SO, £3.3 million and saving money in the long run (Thinking out of the boxes, News, August 28) if I wasn’t laughing so hard I would be crying: and no prizes for guessing who will be paying for this.
What has prompted this, I wonder. The mess the city centre was in when the Edinburgh Festival was on perhaps?
It is inconceivable that not one person sitting on the Edinburgh City Council has the nous to have worked out a system before now that was workable and sustainable and more importantly cost effective.
Whoever is responsible for introducing yet another very expensive system when families in Edinburgh are having to resort to food banks should be hanging their head/s in shame as they resign and walk out of their office.
And as for what we should do with the red boxes – I could make a few suggestions, but I was brought up to be polite.
Elizabeth Henderson, Whitson Walk, Edinburgh
Cyclists should be made accountable
I READ with interest Scott Hastings’ comments on the proposed cycle laws (News, August 27).
I am a motorist who also cycles and feel that cyclists should be just as accountable as motorists for their safety. Do they have insurance? I have had two near misses with cyclists coming through red lights.
Would I have been held responsible had I hit them? Also, how do you identify a cyclist who may have caused an accident but left the scene?
We are all accountable for our actions, so education is the way forward.
S Smart, Edinburgh
Answer is to leave motorists alone
It may have escaped the attention of the council, but most modern engines are designed to run at high speed to burn off exhaust fumes.
If the engines have to run at lower speeds, it means the exhaust gases will not be properly burned off and engines will start to foul up. The answer? Just leave motorists alone.
CJR Fentiman, Polwarth Gardens, Edinburgh
Learn from Iraq or have blood on hands
A UNIQUE feature of the Chemical Weapons Convention is its incorporation of the “challenge inspection”. Until the UN inspection team reveals conclusive and credible evidence of chemical warfare, nobody has the legal right to intervene in the Syrian civil war.
Only after such evidence has been considered by the UN can any action be taken against the culprits in this atrocity.
Thus far there is no credible evidence as to who launched the chemical attack in Syria. There is nothing legitimate or morally correct about the USA and the UK taking military action. This is a UN matter.
Moreover, the outcomes of other recent US and UK military actions in Iraq, Libya and Afghanistan do not suggest any desirable outcome.

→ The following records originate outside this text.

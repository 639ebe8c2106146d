//! `YouTube` Data API collector.

use async_trait::async_trait;
use serde_json::Value;
use std::time::Duration;
use tracing::debug;

use verity_settings::FeedSettings;

use crate::errors::{CollectorError, Result};
use crate::feed::FeedSource;

/// Client for the `YouTube` Data API search endpoint.
pub struct YouTubeClient {
    client: reqwest::Client,
    base_url: String,
    api_key: String,
    max_results: usize,
}

impl YouTubeClient {
    /// Create a client from feed settings plus the key read from the
    /// environment.
    pub fn from_settings(settings: &FeedSettings, api_key: String) -> Result<Self> {
        Self::new(
            &settings.youtube_base_url,
            api_key,
            settings.page_size,
            Duration::from_millis(settings.timeout_ms),
        )
    }

    /// Create a client with explicit parameters.
    pub fn new(
        base_url: &str,
        api_key: String,
        max_results: usize,
        timeout: Duration,
    ) -> Result<Self> {
        let client = reqwest::Client::builder().timeout(timeout).build()?;
        Ok(Self {
            client,
            base_url: base_url.trim_end_matches('/').to_string(),
            api_key,
            max_results,
        })
    }

    /// Fetch recent videos matching a query, formatted as
    /// `"title - https://youtube.com/watch?v={id}"`.
    pub async fn fetch_videos(&self, query: &str) -> Result<Vec<String>> {
        let url = format!("{}/youtube/v3/search", self.base_url);
        let response = self
            .client
            .get(&url)
            .query(&[
                ("part", "snippet".to_string()),
                ("q", query.to_string()),
                ("type", "video".to_string()),
                ("maxResults", self.max_results.to_string()),
                ("key", self.api_key.clone()),
            ])
            .send()
            .await?;

        let status = response.status();
        if !status.is_success() {
            return Err(CollectorError::Api {
                status: status.as_u16(),
                message: response.text().await.unwrap_or_default(),
            });
        }

        let body: Value = response.json().await?;
        let videos = body
            .get("items")
            .and_then(Value::as_array)
            .map(|items| {
                items
                    .iter()
                    .filter_map(|v| {
                        let title = v
                            .get("snippet")
                            .and_then(|s| s.get("title"))
                            .and_then(Value::as_str)?;
                        let id = v
                            .get("id")
                            .and_then(|i| i.get("videoId"))
                            .and_then(Value::as_str)?;
                        Some(format!("{title} - https://youtube.com/watch?v={id}"))
                    })
                    .collect::<Vec<_>>()
            })
            .unwrap_or_default();

        debug!(count = videos.len(), "fetched videos");
        Ok(videos)
    }
}

#[async_trait]
impl FeedSource for YouTubeClient {
    fn name(&self) -> &str {
        "youtube"
    }

    async fn collect(&self, query: &str) -> Result<Vec<String>> {
        self.fetch_videos(query).await
    }
}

If we don’t learn from Iraq, we shall all have blood on our hands.
Malcolm McDonald, Arkaig Drive, Crossford, Dunfermline.
Creating a distance from the tram fiasco
regarding the tram project, I find it surprising that no-one can find out who inflicted this fiasco on the city of Edinburgh.
Some time ago an article by transport convener Lesley Hinds suggested that too many decisions to implement major projects in the city were made by faceless officials.
Is it conceivable that a councillor with her background and experience could be unaware of the identities of individuals who approved undertakings such as the disastrous tram project?
It seems more likely that this is an example of someone who with hindsight wants to distance herself from a disastrous project.
I Brownwight, Clark Place, Edinburgh
Argument against science and families
Alison Johnstone is anti-science, anti-economics and anti-families in the arguments she puts forward to prevent fracking (Letters, August 27).
First she hypes the risk of contaminating our water. Fracking depths are deeper in the UK and well below the water table. The US Environment Protection Agency has found almost none of the many scare stories about water contamination to be justified. A Royal Society report last year concluded that such risks can be effectively managed.
Then she argues fracking will not reduce energy prices. Yet US gas prices have recently fallen to one third of that in Europe.
One recent report estimated a modest reduction of four per cent in fuel prices across Europe was achievable from shale gas produced in one area in central England alone. That equates to roughly a reduction of £50 per household per annum throughout Europe. That would make households £7,500,000,000 better off.
Then Alison demonises gas as a fossil fuel. With around 50 per cent the emissions of coal, plentiful shale gas is widely credited with dramatically reducing US carbon emissions by replacing coal.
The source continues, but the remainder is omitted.